Entering through the designated access point, you encounter walls that dwarf human scale. The basalt stones, fitted without mortar in the traditional Hawaiian dry-stack technique, vary from seven to fourteen feet in height. The base is ten feet wide, tapering both inside and out. Walk the interior slowly. The parallelogram shape—267 feet on one side, 250 on the other—takes several minutes to circumnavigate. Internal platforms and structures remain, remnants of the temple's complex ritual architecture.
Outside the north wall, look for Papa-nui-o-leka, the sacrificial stone. Stand here and contemplate what occurred on this ground. The history is not gentle. But the 1978 rededication transformed the site's energy, and many visitors report feeling not dread but a kind of solemn peace—the sense of something immense having been held and then released.
After visiting the heiau, walk south to Kamehameha's birthsite, marked by a stone about two thousand feet away. The infant who would unite Hawaii was born within sight of this temple and carried here for consecration. Standing between these two sites, you stand in the landscape of Hawaiian history at its pivot point.
The experience at Mo'okini tends toward silence. Conversation feels inappropriate. Photography seems inadequate. What remains is the simple act of presence—being here, breathing the salt wind, letting the stones speak whatever they speak.
The heiau is oriented roughly east-west, with the primary entrance traditionally on the east. The sacrificial stone lies outside the north wall. Kamehameha's birthsite is approximately two thousand feet south, a short walk across open ground. The ocean lies to the north and west, visible from within the enclosure. Position yourself to feel the relationship between temple, birthsite, and sea—all elements in the sacred geography of this place.

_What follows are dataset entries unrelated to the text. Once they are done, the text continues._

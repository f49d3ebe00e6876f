use crate::domain::model::{Post, User, UserId};
use crate::utils::error::Result;
use async_trait::async_trait;

/// Read-only access to the user/post source.
#[async_trait]
pub trait UserApi: Send + Sync {
    async fn fetch_users(&self) -> Result<Vec<User>>;
    async fn fetch_user(&self, user_id: UserId) -> Result<User>;
    async fn fetch_posts(&self) -> Result<Vec<Post>>;
    async fn fetch_user_posts(&self, user_id: UserId) -> Result<Vec<Post>>;
}

/// Read-only access to the time source.
#[async_trait]
pub trait TimeApi: Send + Sync {
    async fn fetch_timezones(&self) -> Result<Vec<String>>;

    /// Current time for `timezone`, as seconds since the Unix epoch.
    async fn fetch_current_time(&self, timezone: &str) -> Result<i64>;
}

pub trait ConfigProvider: Send + Sync {
    fn users_api_base(&self) -> &str;
    fn time_api_base(&self) -> &str;
}
use crate::utils::error::{AppError, Result};
use url::Url;

pub trait Validate {
    fn validate(&self) -> Result<()>;
}

pub fn validate_url(field_name: &str, url_str: &str) -> Result<()> {
    if url_str.is_empty() {
        return Err(AppError::InvalidConfigValueError {
            field: field_name.to_string(),
            value: url_str.to_string(),
            reason: "URL cannot be empty".to_string(),
        });
    }

    match Url::parse(url_str) {
        Ok(url) => match url.scheme() {
            "http" | "https" => Ok(()),
            scheme => Err(AppError::InvalidConfigValueError {
                field: field_name.to_string(),
                value: url_str.to_string(),
                reason: format!("Unsupported URL scheme: {}", scheme),
            }),
        },
        Err(e) => Err(AppError::InvalidConfigValueError {
            field: field_name.to_string(),
            value: url_str.to_string(),
            reason: format!("Invalid URL format: {}", e),
        }),
    }
}

pub fn validate_non_empty_string(field_name: &str, value: &str) -> Result<()> {
    if value.trim().is_empty() {
        return Err(AppError::InvalidConfigValueError {
            field: field_name.to_string(),
            value: value.to_string(),
            reason: "Value cannot be empty or whitespace-only".to_string(),
        });
    }
    Ok(())
}

#[cfg(test)]
mod tests {
    use super::*;

    #[test]
    fn test_validate_url() {
        assert!(validate_url("users_api_base", "https://example.com").is_ok());
        assert!(validate_url("users_api_base", "http://example.com").is_ok());
        assert!(validate_url("users_api_base", "").is_err());
        assert!(validate_url("users_api_base", "invalid-url").is_err());
        assert!(validate_url("users_api_base", "ftp://example.com").is_err());
    }

    #[test]
    fn test_validate_non_empty_string() {
        assert!(validate_non_empty_string("log_file", "diag.log").is_ok());
        assert!(validate_non_empty_string("log_file", "   ").is_err());
    }
}
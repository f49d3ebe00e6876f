// Domain layer: core models and ports (interfaces). No external dependencies beyond std/serde when needed.

pub mod model;
pub mod ports;

pub mod services;
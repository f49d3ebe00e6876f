use serde::{Deserialize, Serialize};

pub type UserId = u32;

#[derive(Debug, Clone, PartialEq, Eq, Serialize, Deserialize)]
pub struct Geo {
    pub lat: String,
    pub lng: String,
}

#[derive(Debug, Clone, PartialEq, Eq, Serialize, Deserialize)]
pub struct Address {
    pub street: String,
    pub suite: String,
    pub city: String,
    pub zipcode: String,
    pub geo: Geo,
}

#[derive(Debug, Clone, PartialEq, Eq, Serialize, Deserialize)]
pub struct Company {
    pub name: String,
    #[serde(rename = "catchPhrase")]
    pub catch_phrase: String,
    pub bs: String,
}

#[derive(Debug, Clone, PartialEq, Eq, Serialize, Deserialize)]
pub struct User {
    pub id: UserId,
    pub name: String,
    pub username: String,
    pub email: String,
    pub address: Address,
    pub phone: String,
    pub website: String,
    pub company: Company,
}

#[derive(Debug, Clone, PartialEq, Eq, Serialize, Deserialize)]
pub struct Post {
    #[serde(rename = "userId")]
    pub user_id: UserId,
    pub id: u32,
    pub title: String,
    pub body: String,
}

/// Current-time payload of the time source. Only the `datetime` string is
/// consumed; the rest of the response is ignored.
#[derive(Debug, Clone, Deserialize)]
pub struct TimezoneNow {
    pub datetime: String,
}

Mo'okini Heiau invites multiple frameworks of understanding. Archaeological and historical perspectives grapple with dating controversies and the nature of Pa'ao's arrival. Native Hawaiian perspectives center the Mo'okini family's unbroken guardianship and the site's ongoing spiritual significance. The 1978 transformation adds a contemporary dimension, reframing ancient power for new purposes.
Archaeologists and historians recognize Mo'okini Heiau as one of Hawaii's most significant ancient sites. Its designation as Hawaii's first National Historic Landmark in 1962 reflects this importance. The scholarly consensus affirms the site's connection to Kamehameha I, its function as a luakini heiau, and the exceptional continuity of Mo'okini family custodianship.

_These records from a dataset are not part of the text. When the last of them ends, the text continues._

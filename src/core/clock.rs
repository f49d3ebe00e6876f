/// Timezone clock for the detail view.
///
/// Seeded once from the time source, then advanced locally one second per
/// tick. `Unset` is the state before any timezone has resolved; ticks and
/// pause toggles are ignored there.
#[derive(Debug, Clone, Copy, PartialEq, Eq, Default)]
pub enum Clock {
    #[default]
    Unset,
    Running {
        seconds: i64,
    },
    Paused {
        seconds: i64,
    },
}

impl Clock {
    /// Replace the clock with a fresh running value. A new seed always
    /// discards the prior state, including a paused one.
    pub fn seed(&mut self, epoch_seconds: i64) {
        *self = Clock::Running {
            seconds: epoch_seconds,
        };
    }

    /// Advance by one second. Only a running clock moves.
    pub fn tick(&mut self) {
        if let Clock::Running { seconds } = self {
            *seconds += 1;
        }
    }

    /// Flip between running and paused. Returns true if the flag changed.
    pub fn toggle_pause(&mut self) -> bool {
        match *self {
            Clock::Running { seconds } => {
                *self = Clock::Paused { seconds };
                true
            }
            Clock::Paused { seconds } => {
                *self = Clock::Running { seconds };
                true
            }
            Clock::Unset => false,
        }
    }

    pub fn is_paused(&self) -> bool {
        matches!(self, Clock::Paused { .. })
    }

    pub fn seconds(&self) -> Option<i64> {
        match *self {
            Clock::Unset => None,
            Clock::Running { seconds } | Clock::Paused { seconds } => Some(seconds),
        }
    }

    /// Zero-padded `HH:MM:SS`; an unseeded clock renders as `00:00:00`.
    pub fn display(&self) -> String {
        match self.seconds() {
            Some(seconds) => format_hms(seconds),
            None => "00:00:00".to_string(),
        }
    }
}

/// Format a seconds-since-epoch value on a 24-hour wheel. Hours wrap modulo
/// 24 with no date component.
pub fn format_hms(total_seconds: i64) -> String {
    let hours = total_seconds.div_euclid(3600).rem_euclid(24);
    let minutes = total_seconds.div_euclid(60).rem_euclid(60);
    let seconds = total_seconds.rem_euclid(60);
    format!("{:02}:{:02}:{:02}", hours, minutes, seconds)
}

#[cfg(test)]
mod tests {
    use super::*;

    #[test]
    fn test_format_hms_cases() {
        assert_eq!(format_hms(0), "00:00:00");
        assert_eq!(format_hms(3661), "01:01:01");
        assert_eq!(format_hms(86399), "23:59:59");
        assert_eq!(format_hms(86400), "00:00:00");
    }

    #[test]
    fn test_unset_displays_zeroes() {
        assert_eq!(Clock::Unset.display(), "00:00:00");
    }

    #[test]
    fn test_tick_advances_only_running() {
        let mut clock = Clock::Unset;
        clock.tick();
        assert_eq!(clock, Clock::Unset);

        clock.seed(100);
        clock.tick();
        assert_eq!(clock.seconds(), Some(101));

        assert!(clock.toggle_pause());
        clock.tick();
        assert_eq!(clock.seconds(), Some(101));
    }

    #[test]
    fn test_toggle_pause_round_trip() {
        let mut clock = Clock::Running { seconds: 5 };
        assert!(clock.toggle_pause());
        assert!(clock.is_paused());
        assert!(clock.toggle_pause());
        assert!(!clock.is_paused());
        clock.tick();
        assert_eq!(clock.seconds(), Some(6));
    }

    #[test]
    fn test_toggle_pause_on_unset_is_noop() {
        let mut clock = Clock::Unset;
        assert!(!clock.toggle_pause());
        assert_eq!(clock, Clock::Unset);
    }

    #[test]
    fn test_reseed_discards_prior_value() {
        let mut clock = Clock::Running { seconds: 500 };
        clock.seed(42);
        assert_eq!(clock, Clock::Running { seconds: 42 });

        let mut paused = Clock::Paused { seconds: 500 };
        paused.seed(42);
        assert_eq!(paused, Clock::Running { seconds: 42 });
    }
}
use crate::domain::model::UserId;

/// In-process route. The user id travels as a typed value rather than a
/// path string.
#[derive(Debug, Clone, Copy, PartialEq, Eq, Default)]
pub enum Route {
    #[default]
    Directory,
    UserDetails {
        user_id: UserId,
    },
}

The dating remains contested. Oral tradition places the original construction in 480 CE, which would make Mo'okini one of the oldest heiau in Hawaii. Archaeological methods have not definitively confirmed this early date, and some scholars suggest the current structure may be primarily from Pa'ao's enlargement in the thirteenth or fourteenth century. The debate continues without resolution.
Pa'ao's historicity is also debated. Some scholars view him as a legendary figure embodying cultural changes that occurred gradually. Others accept the traditional account of a specific priest arriving from Tahiti or Samoa and introducing major innovations. His exact origins—Tahitian, Samoan, or perhaps from the Marquesas—remain unclear.

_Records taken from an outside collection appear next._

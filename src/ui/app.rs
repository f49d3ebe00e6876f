use std::sync::mpsc::{self, Receiver, Sender};
use std::sync::Arc;
use std::time::Duration;

use crossterm::event::{KeyCode, KeyEvent, KeyModifiers};
use tokio::task::JoinHandle;

use crate::core::{DetailFocus, DetailState, DirectoryState, Route};
use crate::domain::model::{Post, User, UserId};
use crate::domain::ports::{TimeApi, UserApi};

/// Result of a background task, delivered to the UI thread. Fetch failures
/// never become events; the task logs them and the dependent state stays
/// empty.
#[derive(Debug)]
pub enum AppEvent {
    UsersLoaded(Vec<User>),
    AllPostsLoaded(Vec<Post>),
    UserLoaded(User),
    UserPostsLoaded { user_id: UserId, posts: Vec<Post> },
    TimezonesLoaded(Vec<String>),
    ClockSeeded { generation: u64, epoch_seconds: i64 },
    ClockTick,
}

/// Application shell: owns the route, the mounted view's state, and the
/// channel that background tasks report into.
pub struct App {
    user_api: Arc<dyn UserApi>,
    time_api: Arc<dyn TimeApi>,
    runtime: tokio::runtime::Handle,
    tx: Sender<AppEvent>,
    rx: Receiver<AppEvent>,
    ticker: Option<JoinHandle<()>>,
    pub route: Route,
    pub directory: DirectoryState,
    pub detail: Option<DetailState>,
    pub should_quit: bool,
}

impl App {
    pub fn new(
        user_api: Arc<dyn UserApi>,
        time_api: Arc<dyn TimeApi>,
        runtime: tokio::runtime::Handle,
    ) -> Self {
        let (tx, rx) = mpsc::channel();
        Self {
            user_api,
            time_api,
            runtime,
            tx,
            rx,
            ticker: None,
            route: Route::Directory,
            directory: DirectoryState::default(),
            detail: None,
            should_quit: false,
        }
    }

    /// Next pending background event, if any. Non-blocking; the draw loop
    /// drains this every frame.
    pub fn poll_event(&self) -> Option<AppEvent> {
        self.rx.try_recv().ok()
    }

    /// Block until a background event arrives or `timeout` expires. Test
    /// harness entry point; the draw loop uses `poll_event`.
    pub fn wait_event(&self, timeout: Duration) -> Option<AppEvent> {
        self.rx.recv_timeout(timeout).ok()
    }

    pub fn ticker_running(&self) -> bool {
        self.ticker.is_some()
    }

    /// Mount the directory view: discard whatever was mounted and issue the
    /// two independent list fetches.
    pub fn open_directory(&mut self) {
        self.stop_ticker();
        self.detail = None;
        self.directory = DirectoryState::default();
        self.route = Route::Directory;

        let api = Arc::clone(&self.user_api);
        let tx = self.tx.clone();
        self.runtime.spawn(async move {
            match api.fetch_users().await {
                Ok(users) => {
                    let _ = tx.send(AppEvent::UsersLoaded(users));
                }
                Err(e) => tracing::error!("Error fetching users: {}", e),
            }
        });

        let api = Arc::clone(&self.user_api);
        let tx = self.tx.clone();
        self.runtime.spawn(async move {
            match api.fetch_posts().await {
                Ok(posts) => {
                    let _ = tx.send(AppEvent::AllPostsLoaded(posts));
                }
                Err(e) => tracing::error!("Error fetching posts: {}", e),
            }
        });
    }

    /// Mount the detail view for `user_id`: fresh state, three independent
    /// fetches, and the view's ticker.
    pub fn open_detail(&mut self, user_id: UserId) {
        self.directory = DirectoryState::default();
        self.detail = Some(DetailState::new(user_id));
        self.route = Route::UserDetails { user_id };

        let api = Arc::clone(&self.user_api);
        let tx = self.tx.clone();
        self.runtime.spawn(async move {
            match api.fetch_user(user_id).await {
                Ok(user) => {
                    let _ = tx.send(AppEvent::UserLoaded(user));
                }
                Err(e) => tracing::error!("Error fetching user {}: {}", user_id, e),
            }
        });

        let api = Arc::clone(&self.user_api);
        let tx = self.tx.clone();
        self.runtime.spawn(async move {
            match api.fetch_user_posts(user_id).await {
                Ok(posts) => {
                    let _ = tx.send(AppEvent::UserPostsLoaded { user_id, posts });
                }
                Err(e) => tracing::error!("Error fetching posts for user {}: {}", user_id, e),
            }
        });

        let api = Arc::clone(&self.time_api);
        let tx = self.tx.clone();
        self.runtime.spawn(async move {
            match api.fetch_timezones().await {
                Ok(zones) => {
                    let _ = tx.send(AppEvent::TimezonesLoaded(zones));
                }
                Err(e) => tracing::error!("Error fetching timezones: {}", e),
            }
        });

        self.start_ticker();
    }

    /// Apply a background event to the mounted view. Events for a view that
    /// has been navigated away from (or a superseded seed request) are
    /// dropped.
    pub fn handle_event(&mut self, event: AppEvent) {
        match event {
            AppEvent::UsersLoaded(users) => {
                if self.route == Route::Directory {
                    self.directory.set_users(users);
                }
            }
            AppEvent::AllPostsLoaded(posts) => {
                if self.route == Route::Directory {
                    self.directory.posts = posts;
                }
            }
            AppEvent::UserLoaded(user) => {
                if let Some(detail) = &mut self.detail {
                    if user.id == detail.user_id {
                        detail.user = Some(user);
                    }
                }
            }
            AppEvent::UserPostsLoaded { user_id, posts } => {
                if let Some(detail) = &mut self.detail {
                    if user_id == detail.user_id {
                        detail.set_posts(posts);
                    }
                }
            }
            AppEvent::TimezonesLoaded(zones) => {
                if let Some(detail) = &mut self.detail {
                    detail.set_timezones(zones);
                }
            }
            AppEvent::ClockSeeded {
                generation,
                epoch_seconds,
            } => {
                let mut seeded = false;
                if let Some(detail) = &mut self.detail {
                    if generation == detail.current_seed_generation() {
                        detail.clock.seed(epoch_seconds);
                        seeded = true;
                    } else {
                        tracing::debug!("Dropping stale clock seed (generation {})", generation);
                    }
                }
                // A seed restarts a clock that was paused; the ticker must
                // follow it back to life.
                if seeded && self.ticker.is_none() {
                    self.start_ticker();
                }
            }
            AppEvent::ClockTick => {
                if let Some(detail) = &mut self.detail {
                    detail.clock.tick();
                }
            }
        }
    }

    pub fn handle_key(&mut self, key: KeyEvent) {
        if key.code == KeyCode::Char('c') && key.modifiers.contains(KeyModifiers::CONTROL) {
            self.should_quit = true;
            return;
        }

        // An open modal captures all input, so keys never reach the view
        // underneath it.
        if let Some(detail) = &mut self.detail {
            if detail.modal.is_some() {
                if matches!(
                    key.code,
                    KeyCode::Esc | KeyCode::Enter | KeyCode::Char('q')
                ) {
                    detail.close_modal();
                }
                return;
            }
        }

        match self.route {
            Route::Directory => self.handle_directory_key(key),
            Route::UserDetails { .. } => self.handle_detail_key(key),
        }
    }

    fn handle_directory_key(&mut self, key: KeyEvent) {
        match key.code {
            KeyCode::Char('q') | KeyCode::Esc => self.should_quit = true,
            KeyCode::Down | KeyCode::Char('j') => self.directory.select_next(),
            KeyCode::Up | KeyCode::Char('k') => self.directory.select_previous(),
            KeyCode::Enter => {
                if let Some(user) = self.directory.selected_user() {
                    let user_id = user.id;
                    self.open_detail(user_id);
                }
            }
            _ => {}
        }
    }

    fn handle_detail_key(&mut self, key: KeyEvent) {
        match key.code {
            KeyCode::Char('q') => self.should_quit = true,
            KeyCode::Esc | KeyCode::Char('b') => self.open_directory(),
            KeyCode::Tab => {
                if let Some(detail) = &mut self.detail {
                    detail.toggle_focus();
                }
            }
            KeyCode::Down | KeyCode::Char('j') => {
                if let Some(detail) = &mut self.detail {
                    detail.select_next();
                }
            }
            KeyCode::Up | KeyCode::Char('k') => {
                if let Some(detail) = &mut self.detail {
                    detail.select_previous();
                }
            }
            KeyCode::Char('p') | KeyCode::Char(' ') => self.toggle_pause(),
            KeyCode::Enter => {
                let focus = match &self.detail {
                    Some(detail) => detail.focus,
                    None => return,
                };
                match focus {
                    DetailFocus::Timezones => self.select_timezone(),
                    DetailFocus::Posts => {
                        if let Some(detail) = &mut self.detail {
                            detail.open_modal();
                        }
                    }
                }
            }
            _ => {}
        }
    }

    /// Commit the highlighted timezone and fetch its current time. No fetch
    /// is ever issued without a concrete selection.
    fn select_timezone(&mut self) {
        let Some(detail) = &mut self.detail else {
            return;
        };
        let Some(zone) = detail.highlighted_timezone().cloned() else {
            return;
        };

        detail.selected_timezone = Some(zone.clone());
        let generation = detail.next_seed_generation();

        let api = Arc::clone(&self.time_api);
        let tx = self.tx.clone();
        self.runtime.spawn(async move {
            match api.fetch_current_time(&zone).await {
                Ok(epoch_seconds) => {
                    let _ = tx.send(AppEvent::ClockSeeded {
                        generation,
                        epoch_seconds,
                    });
                }
                Err(e) => tracing::error!("Error fetching time for {}: {}", zone, e),
            }
        });
    }

    fn toggle_pause(&mut self) {
        let Some(detail) = &mut self.detail else {
            return;
        };
        if detail.clock.toggle_pause() {
            if detail.clock.is_paused() {
                self.stop_ticker();
            } else {
                self.start_ticker();
            }
        }
    }

    /// Spawn the one-second ticker. Any previous ticker is cancelled first,
    /// so the mounted view owns at most one.
    fn start_ticker(&mut self) {
        self.stop_ticker();
        let tx = self.tx.clone();
        self.ticker = Some(self.runtime.spawn(async move {
            let mut interval = tokio::time::interval(Duration::from_secs(1));
            // The first tick completes immediately; the clock starts moving
            // one full second after the ticker does.
            interval.tick().await;
            loop {
                interval.tick().await;
                if tx.send(AppEvent::ClockTick).is_err() {
                    break;
                }
            }
        }));
    }

    fn stop_ticker(&mut self) {
        if let Some(ticker) = self.ticker.take() {
            ticker.abort();
        }
    }
}

impl Drop for App {
    fn drop(&mut self) {
        self.stop_ticker();
    }
}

What scholars do not dispute is the site's importance. Mo'okini Heiau represents Hawaiian temple architecture at its most developed, luakini practice at its most elaborate, and cultural continuity at its most remarkable. The seventy-generation priestly lineage is without parallel in documented Hawaiian history.
For Native Hawaiians, and particularly for the Mo'okini family, this heiau carries meanings that transcend archaeological categorization. The site is not merely historical but living—maintained by a family whose connection to these stones stretches back fifteen centuries.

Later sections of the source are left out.